Read through the listing, and wherever a line holds the word "never", return it.

-- DATASET EXCERPTS follows --

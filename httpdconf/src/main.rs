//! httpdconf - Query and edit Apache httpd configuration trees
//!
//! This is the main entry point for the httpdconf CLI.

use anyhow::Context;
use clap::{Parser, Subcommand};
use httpdconf_config::HttpdConfig;
use httpdconf_core::{ProfileLoader, ServerProfile};
use regex::Regex;
use serde::Serialize;
use std::path::PathBuf;
use tracing_subscriber::{EnvFilter, layer::SubscriberExt, util::SubscriberInitExt};

#[derive(Parser)]
#[command(name = "httpdconf")]
#[command(author, version, about, long_about = None)]
struct Cli {
    /// Server profile (TOML or JSON) describing the installation
    #[arg(long, global = true)]
    profile: Option<PathBuf>,

    /// Root configuration file, overrides the profile
    #[arg(long, global = true)]
    root_file: Option<PathBuf>,

    /// Server root for relative Include paths, overrides the profile
    #[arg(long, global = true)]
    server_root: Option<PathBuf>,

    /// Modules compiled into the server
    #[arg(long = "static-module", global = true, value_delimiter = ',')]
    static_modules: Vec<String>,

    /// Modules loaded with LoadModule
    #[arg(long = "shared-module", global = true, value_delimiter = ',')]
    shared_modules: Vec<String>,

    /// Ignore content inside <VirtualHost> blocks
    #[arg(long, global = true)]
    exclude_vhosts: bool,

    /// Print query results as JSON
    #[arg(long, global = true)]
    json: bool,

    /// Enable verbose logging
    #[arg(short, long, global = true)]
    verbose: bool,

    #[command(subcommand)]
    command: Commands,
}

#[derive(Subcommand)]
enum Commands {
    /// Print the values of every active directive of a type
    Values {
        /// Directive name, e.g. Listen
        directive: String,
    },

    /// Print every active directive of a type
    Directives { directive: String },

    /// Print every active block of a type, e.g. VirtualHost
    Enclosures { enclosure: String },

    /// List the files reachable from the root file
    Files,

    /// Print the first file holding a matching directive
    Find {
        directive: String,

        /// Regex matched against the directive's arguments
        #[arg(default_value = ".*")]
        pattern: String,
    },

    /// Insert a line next to the first matching directive
    Insert {
        directive: String,
        pattern: String,

        /// Line to insert
        text: String,

        /// Insert before the match instead of after it
        #[arg(long)]
        before: bool,
    },

    /// Comment out or delete matching directives in one file
    Remove {
        directive: String,
        pattern: String,

        /// File to edit, defaults to the root file
        #[arg(long)]
        file: Option<PathBuf>,

        /// Delete the lines instead of commenting them out
        #[arg(long)]
        delete: bool,
    },

    /// Comment out or delete matching blocks in every active file
    #[command(name = "remove-enclosure")]
    RemoveEnclosure {
        enclosure: String,
        pattern: String,

        /// Delete the blocks instead of commenting them out
        #[arg(long)]
        delete: bool,
    },

    /// Replace the first matching directive with a new value
    Set {
        directive: String,
        value: String,

        #[arg(long, default_value = ".*")]
        pattern: String,

        /// File to edit, defaults to the root file
        #[arg(long)]
        file: Option<PathBuf>,

        /// Append the directive when nothing matches
        #[arg(long)]
        add: bool,
    },
}

fn main() -> anyhow::Result<()> {
    let cli = Cli::parse();

    let default_level = if cli.verbose { "debug" } else { "info" };
    tracing_subscriber::registry()
        .with(tracing_subscriber::fmt::layer().with_writer(std::io::stderr))
        .with(EnvFilter::try_from_default_env().unwrap_or_else(|_| EnvFilter::new(default_level)))
        .init();

    if cli.verbose {
        tracing::debug!("Verbose mode enabled");
    }

    let profile = load_profile(&cli)?;
    let config = HttpdConfig::from_profile(&profile).context("Failed to open configuration")?;
    let include_vhosts = !cli.exclude_vhosts;

    match cli.command {
        Commands::Values { directive } => {
            let values = config.get_directive_values(&directive, include_vhosts)?;
            print_list(cli.json, &values, |value| value.clone())?;
        }

        Commands::Directives { directive } => {
            let directives = config.get_directive(&directive, include_vhosts)?;
            print_list(cli.json, &directives, |d| {
                format!("{}:{}: {}", d.source.file.display(), d.source.line_start, d)
            })?;
        }

        Commands::Enclosures { enclosure } => {
            let enclosures = config.get_enclosure(&enclosure, include_vhosts)?;
            print_list(cli.json, &enclosures, |e| {
                format!("# {}:{}\n{}", e.file.display(), e.line_start, e)
            })?;
        }

        Commands::Files => {
            let files = config.active_file_list()?;
            print_list(cli.json, &files, |file| file.display().to_string())?;
        }

        Commands::Find { directive, pattern } => {
            let pattern = compile(&pattern)?;
            let found = config.find_first_file_containing(&directive, &pattern, include_vhosts)?;
            if cli.json {
                println!("{}", serde_json::to_string_pretty(&found)?);
            } else if let Some(file) = found {
                println!("{}", file.display());
            } else {
                eprintln!("❌ No active {} matches '{}'", directive, pattern);
                std::process::exit(1);
            }
        }

        Commands::Insert {
            directive,
            pattern,
            text,
            before,
        } => {
            let pattern = compile(&pattern)?;
            if config.insert_relative_to_first_match(&directive, &pattern, &text, before, include_vhosts)? {
                println!("✅ Inserted '{}'", text);
            } else {
                eprintln!("❌ No active {} matches '{}'", directive, pattern);
                std::process::exit(1);
            }
        }

        Commands::Remove {
            directive,
            pattern,
            file,
            delete,
        } => {
            let pattern = compile(&pattern)?;
            let file = file.unwrap_or_else(|| config.root_file().to_path_buf());
            if config.comment_or_delete_directive(&directive, &file, &pattern, !delete)? {
                println!("✅ Updated {}", file.display());
            } else {
                println!("Nothing to change in {}", file.display());
            }
        }

        Commands::RemoveEnclosure {
            enclosure,
            pattern,
            delete,
        } => {
            let pattern = compile(&pattern)?;
            let files = config.comment_or_delete_enclosure(&enclosure, &pattern, !delete, include_vhosts)?;
            if files.is_empty() {
                println!("Nothing to change");
            }
            for file in files {
                println!("✅ Updated {}", file.display());
            }
        }

        Commands::Set {
            directive,
            value,
            pattern,
            file,
            add,
        } => {
            let pattern = compile(&pattern)?;
            let file = file.unwrap_or_else(|| config.root_file().to_path_buf());
            if config.set_directive_value(&directive, &file, &value, &pattern, add)? {
                println!("✅ Updated {}", file.display());
            } else {
                eprintln!("❌ No active {} matches '{}' in {}", directive, pattern, file.display());
                std::process::exit(1);
            }
        }
    }

    Ok(())
}

/// Profile file (explicit or default location) overlaid with command-line flags
fn load_profile(cli: &Cli) -> anyhow::Result<ServerProfile> {
    let base = match &cli.profile {
        Some(path) => ProfileLoader::load(path)
            .with_context(|| format!("Failed to load profile {}", path.display()))?,
        None => {
            let path = ProfileLoader::default_path();
            if path.is_file() {
                tracing::debug!("📄 Using profile {}", path.display());
                ProfileLoader::load(&path)?
            } else {
                ServerProfile::default()
            }
        }
    };

    let overrides = ServerProfile {
        root_file: cli.root_file.clone(),
        server_root: cli.server_root.clone(),
        static_modules: cli.static_modules.clone(),
        shared_modules: cli.shared_modules.clone(),
    };

    Ok(base.merge(overrides))
}

fn compile(pattern: &str) -> anyhow::Result<Regex> {
    Regex::new(pattern).with_context(|| format!("Invalid pattern '{}'", pattern))
}

fn print_list<T: Serialize>(json: bool, items: &[T], line: impl Fn(&T) -> String) -> anyhow::Result<()> {
    if json {
        println!("{}", serde_json::to_string_pretty(items)?);
    } else {
        for item in items {
            println!("{}", line(item));
        }
    }
    Ok(())
}
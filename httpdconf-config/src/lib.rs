//! httpdconf Configuration Parser
//!
//! This crate resolves, queries, and edits Apache httpd configuration trees
//! without running the server.
//!
//! # Example
//!
//! ```rust,ignore
//! use httpdconf_config::HttpdConfig;
//! use httpdconf_core::ModuleInventory;
//!
//! let modules = ModuleInventory::new(["core_module"], ["ssl_module"]);
//! let config = HttpdConfig::new("/etc/httpd/conf/httpd.conf", "/etc/httpd", modules)?;
//!
//! // Effective Listen values, VirtualHost content included
//! let listen = config.get_directive_values("Listen", true)?;
//!
//! // Comment out every <Location /admin> block
//! let admin = regex::Regex::new("^/admin$")?;
//! config.comment_or_delete_enclosure("Location", &admin, true, true)?;
//! ```

pub mod editor;
pub mod parser;
pub mod query;

pub use parser::{
    Define, DefineTable, Directive, Enclosure, LineResolver, Resolution, Tokens, TypeMatcher,
    classify, collect_defines, directives_of, enclosures_of, parse_enclosure, tokenize,
};

use httpdconf_core::{Error, ModuleInventory, ParsableLine, Result, ServerProfile};
use parser::DEFINE_DIRECTIVE;
use std::path::{Path, PathBuf};

/// An Apache configuration tree rooted at one file
#[derive(Debug, Clone)]
pub struct HttpdConfig {
    root_file: PathBuf,
    resolver: LineResolver,
    modules: ModuleInventory,
}

/// Resolved and classified configuration for one logical operation
#[derive(Debug, Clone)]
pub struct Snapshot {
    pub resolution: Resolution,
    pub defines: DefineTable,
    pub lines: Vec<ParsableLine>,
}

impl HttpdConfig {
    /// Open a configuration tree.
    ///
    /// Fails with [`Error::ConfigNotFound`] when either path is missing.
    pub fn new(
        root_file: impl Into<PathBuf>,
        server_root: impl Into<PathBuf>,
        modules: ModuleInventory,
    ) -> Result<Self> {
        let root_file = root_file.into();
        let server_root = server_root.into();

        for path in [&root_file, &server_root] {
            if !path.exists() {
                return Err(Error::ConfigNotFound { path: path.clone() });
            }
        }

        tracing::debug!(
            "🗂️ Opened configuration {} (server root {})",
            root_file.display(),
            server_root.display()
        );

        Ok(Self {
            root_file,
            resolver: LineResolver::new(server_root),
            modules,
        })
    }

    /// Open the configuration tree a server profile points at
    pub fn from_profile(profile: &ServerProfile) -> Result<Self> {
        let root_file = profile
            .root_file
            .clone()
            .ok_or_else(|| Error::Profile("root_file is not set".to_string()))?;
        let server_root = profile
            .server_root
            .clone()
            .ok_or_else(|| Error::Profile("server_root is not set".to_string()))?;
        Self::new(root_file, server_root, profile.inventory())
    }

    pub fn root_file(&self) -> &Path {
        &self.root_file
    }

    pub fn server_root(&self) -> &Path {
        self.resolver.server_root()
    }

    pub fn modules(&self) -> &ModuleInventory {
        &self.modules
    }

    /// Resolve the tree and collect its Defines.
    ///
    /// Resolution runs once without Defines; when any are found it runs again
    /// with them so Include targets may reference `${...}` variables.
    pub fn resolve(&self) -> Result<(Resolution, DefineTable)> {
        let first = self.resolver.resolve(&self.root_file, &DefineTable::empty())?;
        let defines = collect_defines(&first.lines, &self.modules);
        if defines.is_empty() {
            return Ok((first, DefineTable::empty()));
        }

        let table = DefineTable::new(defines);
        let second = self.resolver.resolve(&self.root_file, &table)?;
        let table = DefineTable::new(collect_defines(&second.lines, &self.modules));
        Ok((second, table))
    }

    /// Defines in effect for the whole tree
    pub fn defines(&self) -> Result<DefineTable> {
        Ok(self.resolve()?.1)
    }

    /// Resolve and classify the whole tree.
    ///
    /// Queries about `Define` itself run without substitution.
    pub fn snapshot(&self, directive_type: &str, include_virtual_hosts: bool) -> Result<Snapshot> {
        let (resolution, defines) = self.resolve()?;
        let defines = defines_for(directive_type, defines);
        let lines = classify(&resolution.lines, &defines, &self.modules, include_virtual_hosts);
        Ok(Snapshot {
            resolution,
            defines,
            lines,
        })
    }

    /// Every resolved line with its activity
    pub fn parsable_lines(&self, include_virtual_hosts: bool) -> Result<Vec<ParsableLine>> {
        Ok(self.snapshot("", include_virtual_hosts)?.lines)
    }
}

/// Define table to use for an operation on `directive_type`
fn defines_for(directive_type: &str, defines: DefineTable) -> DefineTable {
    if directive_type.trim().eq_ignore_ascii_case(DEFINE_DIRECTIVE) {
        DefineTable::empty()
    } else {
        defines
    }
}

#[cfg(test)]
mod tests {
    use super::*;
    use std::fs;

    #[test]
    fn test_new_requires_existing_paths() {
        let dir = tempfile::tempdir().unwrap();
        let modules = ModuleInventory::default();

        let err = HttpdConfig::new(dir.path().join("httpd.conf"), dir.path(), modules.clone()).unwrap_err();
        assert!(matches!(err, Error::ConfigNotFound { .. }));

        fs::write(dir.path().join("httpd.conf"), "Listen 80\n").unwrap();
        let err = HttpdConfig::new(dir.path().join("httpd.conf"), dir.path().join("nope"), modules.clone())
            .unwrap_err();
        assert!(matches!(err, Error::ConfigNotFound { .. }));

        let config = HttpdConfig::new(dir.path().join("httpd.conf"), dir.path(), modules).unwrap();
        assert_eq!(config.server_root(), dir.path());
    }

    #[test]
    fn test_from_profile() {
        let dir = tempfile::tempdir().unwrap();
        fs::write(dir.path().join("httpd.conf"), "Listen 80\n").unwrap();

        let mut profile = ServerProfile {
            root_file: Some(dir.path().join("httpd.conf")),
            ..Default::default()
        };
        assert!(matches!(HttpdConfig::from_profile(&profile), Err(Error::Profile(_))));

        profile.server_root = Some(dir.path().to_path_buf());
        profile.static_modules = vec!["core_module".to_string()];
        let config = HttpdConfig::from_profile(&profile).unwrap();
        assert!(config.modules().is_loaded("core"));
    }

    #[test]
    fn test_define_in_include_target() {
        let dir = tempfile::tempdir().unwrap();
        fs::create_dir_all(dir.path().join("extra")).unwrap();
        fs::write(
            dir.path().join("httpd.conf"),
            "Define CONF extra\nInclude ${CONF}/ports.conf\n",
        )
        .unwrap();
        fs::write(dir.path().join("extra/ports.conf"), "Listen 8443\nDefine PORT 9000\n").unwrap();

        let config = HttpdConfig::new(dir.path().join("httpd.conf"), dir.path(), ModuleInventory::default())
            .unwrap();
        let (resolution, defines) = config.resolve().unwrap();
        assert_eq!(resolution.lines.len(), 4);
        assert_eq!(defines.get("PORT"), Some("9000"));
    }

    #[test]
    fn test_define_queries_are_not_substituted() {
        let dir = tempfile::tempdir().unwrap();
        fs::write(dir.path().join("httpd.conf"), "Define A 1\nDefine B ${A}\n").unwrap();
        let config = HttpdConfig::new(dir.path().join("httpd.conf"), dir.path(), ModuleInventory::default())
            .unwrap();

        let snapshot = config.snapshot("define", true).unwrap();
        assert!(snapshot.defines.is_empty());
        assert_eq!(snapshot.lines[1].line.processed, "Define B ${A}");

        let snapshot = config.snapshot("Listen", true).unwrap();
        assert_eq!(snapshot.lines[1].line.processed, "Define B 1");
    }
}
//! Tokenizer for configuration lines
//!
//! Splits one processed line into a head token and its values.
//!
//! Key rules:
//! - Whitespace separates tokens, except inside double quotes
//! - An unbalanced quote swallows the rest of the line
//! - `a , b` is normalized to `a,b` and stays a single token
//! - Quote characters never reach the output
//! - Enclosure tags lose their surrounding `<` and `>`

use logos::Logos;

/// Fragments of a configuration line
#[derive(Logos, Debug, Clone, PartialEq)]
enum Fragment {
    /// Comma with any surrounding whitespace
    #[regex(r"[ \t\r\n\f]*,[ \t\r\n\f]*")]
    Comma,

    #[regex(r"[ \t\r\n\f]+")]
    Space,

    /// Balanced quoted string, quotes removed
    #[regex(r#""[^"]*""#, |lex| {
        let s = lex.slice();
        s[1..s.len() - 1].to_string()
    })]
    Quoted(String),

    /// Quote that is never closed, runs to end of line
    #[regex(r#""[^"]*"#, |lex| lex.slice()[1..].to_string())]
    OpenQuote(String),

    /// Anything else
    #[regex(r#"[^ \t\r\n\f,"]+"#, |lex| lex.slice().to_string())]
    Bare(String),
}

/// A tokenized line
#[derive(Debug, Clone, Default, PartialEq, Eq)]
pub struct Tokens {
    pub head: String,
    pub values: Vec<String>,
}

impl Tokens {
    /// Values joined by single spaces
    pub fn joined_values(&self) -> String {
        self.values.join(" ")
    }
}

/// Tokenize a processed configuration line
pub fn tokenize(line: &str) -> Tokens {
    let mut tokens = split(strip_tag(line)).into_iter();
    Tokens {
        head: tokens.next().unwrap_or_default(),
        values: tokens.collect(),
    }
}

/// Remove the angle brackets of an enclosure tag
fn strip_tag(line: &str) -> &str {
    let line = line.trim();
    match line.strip_prefix('<') {
        Some(inner) => inner.strip_suffix('>').unwrap_or(inner).trim(),
        None => line,
    }
}

fn split(line: &str) -> Vec<String> {
    let mut tokens = Vec::new();
    let mut current: Option<String> = None;

    let mut lexer = Fragment::lexer(line);
    while let Some(result) = lexer.next() {
        match result {
            Ok(Fragment::Space) => {
                if let Some(token) = current.take() {
                    tokens.push(token);
                }
            }
            Ok(Fragment::Comma) => current.get_or_insert_with(String::new).push(','),
            Ok(Fragment::Quoted(s)) | Ok(Fragment::OpenQuote(s)) | Ok(Fragment::Bare(s)) => {
                current.get_or_insert_with(String::new).push_str(&s);
            }
            Err(()) => {
                // Every byte is covered by some fragment, keep the text regardless.
                current
                    .get_or_insert_with(String::new)
                    .push_str(&lexer.slice().replace('"', ""));
            }
        }
    }

    if let Some(token) = current {
        tokens.push(token);
    }
    tokens
}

-- DATASET EXCERPTS concluded --

RESPONSE AREA →
//! - Quote characters never reach the output
    /// Quote that is never closed, runs to end of line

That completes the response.